** Opening DATA TO PROCESS block **
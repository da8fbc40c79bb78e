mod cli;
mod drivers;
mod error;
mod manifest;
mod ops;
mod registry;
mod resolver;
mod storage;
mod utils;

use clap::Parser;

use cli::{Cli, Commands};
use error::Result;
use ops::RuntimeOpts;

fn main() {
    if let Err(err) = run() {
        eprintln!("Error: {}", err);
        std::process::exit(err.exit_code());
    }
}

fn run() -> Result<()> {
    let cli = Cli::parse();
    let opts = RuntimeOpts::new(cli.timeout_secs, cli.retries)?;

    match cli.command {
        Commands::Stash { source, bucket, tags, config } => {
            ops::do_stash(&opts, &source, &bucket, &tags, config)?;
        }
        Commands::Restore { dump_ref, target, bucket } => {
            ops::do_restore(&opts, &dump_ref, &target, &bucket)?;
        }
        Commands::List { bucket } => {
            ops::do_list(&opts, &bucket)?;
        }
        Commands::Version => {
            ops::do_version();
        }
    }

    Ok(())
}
** Closing DATA TO PROCESS block **
** Opening DATA TO PROCESS block **
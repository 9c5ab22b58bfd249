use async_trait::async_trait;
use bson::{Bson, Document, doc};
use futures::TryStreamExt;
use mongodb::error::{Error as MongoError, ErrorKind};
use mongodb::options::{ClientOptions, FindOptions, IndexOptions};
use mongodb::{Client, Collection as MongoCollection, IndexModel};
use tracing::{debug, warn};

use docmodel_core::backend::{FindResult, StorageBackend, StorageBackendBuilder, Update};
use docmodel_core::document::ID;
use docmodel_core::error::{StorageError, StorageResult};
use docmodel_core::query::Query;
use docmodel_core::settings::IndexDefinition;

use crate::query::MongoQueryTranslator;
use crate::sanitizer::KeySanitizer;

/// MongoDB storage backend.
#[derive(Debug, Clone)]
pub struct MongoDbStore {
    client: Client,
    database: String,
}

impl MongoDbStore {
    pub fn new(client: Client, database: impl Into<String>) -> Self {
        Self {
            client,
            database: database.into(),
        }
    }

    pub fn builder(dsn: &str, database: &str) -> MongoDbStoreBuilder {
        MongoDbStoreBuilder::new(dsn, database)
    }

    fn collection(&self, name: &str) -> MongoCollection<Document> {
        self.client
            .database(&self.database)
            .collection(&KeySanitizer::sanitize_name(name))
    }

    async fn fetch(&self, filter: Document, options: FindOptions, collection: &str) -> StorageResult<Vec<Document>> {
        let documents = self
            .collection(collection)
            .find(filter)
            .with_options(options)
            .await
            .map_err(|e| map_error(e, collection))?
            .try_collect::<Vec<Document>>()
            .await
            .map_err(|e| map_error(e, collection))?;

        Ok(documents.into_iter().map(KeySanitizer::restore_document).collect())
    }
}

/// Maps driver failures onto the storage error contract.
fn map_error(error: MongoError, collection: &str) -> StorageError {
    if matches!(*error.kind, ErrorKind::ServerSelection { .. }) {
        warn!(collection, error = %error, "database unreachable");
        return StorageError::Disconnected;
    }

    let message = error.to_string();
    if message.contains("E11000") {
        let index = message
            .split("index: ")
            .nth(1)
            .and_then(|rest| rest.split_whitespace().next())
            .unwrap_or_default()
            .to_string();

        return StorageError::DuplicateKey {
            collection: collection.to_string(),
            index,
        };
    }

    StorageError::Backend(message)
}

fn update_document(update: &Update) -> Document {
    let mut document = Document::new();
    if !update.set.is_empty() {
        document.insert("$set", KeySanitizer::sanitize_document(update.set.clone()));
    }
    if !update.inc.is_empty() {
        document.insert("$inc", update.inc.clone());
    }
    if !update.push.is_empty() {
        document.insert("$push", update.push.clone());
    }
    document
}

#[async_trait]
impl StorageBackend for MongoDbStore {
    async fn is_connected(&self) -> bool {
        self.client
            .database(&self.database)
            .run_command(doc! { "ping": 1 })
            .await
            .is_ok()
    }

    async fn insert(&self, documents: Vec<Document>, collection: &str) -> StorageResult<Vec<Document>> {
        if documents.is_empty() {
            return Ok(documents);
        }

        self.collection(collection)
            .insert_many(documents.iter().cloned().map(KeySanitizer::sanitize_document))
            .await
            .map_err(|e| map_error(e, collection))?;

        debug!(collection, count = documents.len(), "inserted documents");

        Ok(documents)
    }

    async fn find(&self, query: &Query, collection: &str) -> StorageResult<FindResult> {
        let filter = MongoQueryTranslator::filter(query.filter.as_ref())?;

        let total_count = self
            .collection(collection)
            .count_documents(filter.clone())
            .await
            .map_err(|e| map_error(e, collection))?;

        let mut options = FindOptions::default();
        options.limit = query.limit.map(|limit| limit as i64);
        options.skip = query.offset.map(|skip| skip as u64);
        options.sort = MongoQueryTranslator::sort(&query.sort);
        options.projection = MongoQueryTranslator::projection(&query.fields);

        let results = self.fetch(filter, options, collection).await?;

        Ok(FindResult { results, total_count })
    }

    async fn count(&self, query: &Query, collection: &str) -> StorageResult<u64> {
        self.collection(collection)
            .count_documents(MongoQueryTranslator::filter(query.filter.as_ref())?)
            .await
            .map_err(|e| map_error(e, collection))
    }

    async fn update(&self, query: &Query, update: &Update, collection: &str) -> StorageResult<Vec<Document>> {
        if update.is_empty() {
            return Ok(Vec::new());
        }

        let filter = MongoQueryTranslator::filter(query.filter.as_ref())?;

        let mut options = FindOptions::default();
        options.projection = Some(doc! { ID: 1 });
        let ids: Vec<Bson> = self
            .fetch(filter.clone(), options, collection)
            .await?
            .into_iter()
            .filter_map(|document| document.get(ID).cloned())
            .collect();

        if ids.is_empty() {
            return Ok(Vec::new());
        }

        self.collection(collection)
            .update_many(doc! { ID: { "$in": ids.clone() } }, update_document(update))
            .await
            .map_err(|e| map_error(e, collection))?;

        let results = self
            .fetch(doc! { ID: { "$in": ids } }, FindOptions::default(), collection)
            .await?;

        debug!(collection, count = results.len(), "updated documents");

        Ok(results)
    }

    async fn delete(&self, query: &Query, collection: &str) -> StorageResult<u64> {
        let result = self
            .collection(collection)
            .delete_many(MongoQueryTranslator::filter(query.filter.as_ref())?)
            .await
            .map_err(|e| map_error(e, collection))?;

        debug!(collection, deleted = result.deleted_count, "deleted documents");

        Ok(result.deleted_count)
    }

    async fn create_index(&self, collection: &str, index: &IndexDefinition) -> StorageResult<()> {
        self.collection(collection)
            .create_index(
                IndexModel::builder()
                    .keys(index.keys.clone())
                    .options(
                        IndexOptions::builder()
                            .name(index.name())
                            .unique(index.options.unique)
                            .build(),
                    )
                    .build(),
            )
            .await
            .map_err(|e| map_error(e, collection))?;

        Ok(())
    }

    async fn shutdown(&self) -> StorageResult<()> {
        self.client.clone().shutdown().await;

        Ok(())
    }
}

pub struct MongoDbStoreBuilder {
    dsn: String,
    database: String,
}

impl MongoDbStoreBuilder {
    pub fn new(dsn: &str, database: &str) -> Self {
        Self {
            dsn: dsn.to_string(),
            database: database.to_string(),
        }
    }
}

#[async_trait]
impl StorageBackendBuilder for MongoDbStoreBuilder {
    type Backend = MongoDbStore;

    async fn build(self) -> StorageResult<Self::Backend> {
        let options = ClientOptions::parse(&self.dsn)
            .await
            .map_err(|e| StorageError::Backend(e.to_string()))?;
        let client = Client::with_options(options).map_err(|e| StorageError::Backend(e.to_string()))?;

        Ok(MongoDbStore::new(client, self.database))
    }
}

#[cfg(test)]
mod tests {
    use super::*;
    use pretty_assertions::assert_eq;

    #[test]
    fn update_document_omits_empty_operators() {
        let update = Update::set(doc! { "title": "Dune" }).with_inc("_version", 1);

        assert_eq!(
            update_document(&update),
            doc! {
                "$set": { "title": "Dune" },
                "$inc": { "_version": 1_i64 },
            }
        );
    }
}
** Closing DATA TO PROCESS block **
> _TASK ITEM_
Tell how many lines in the data hold the string "FindResult". Only the number is wanted.

> _FINISHED EXERCISE_
3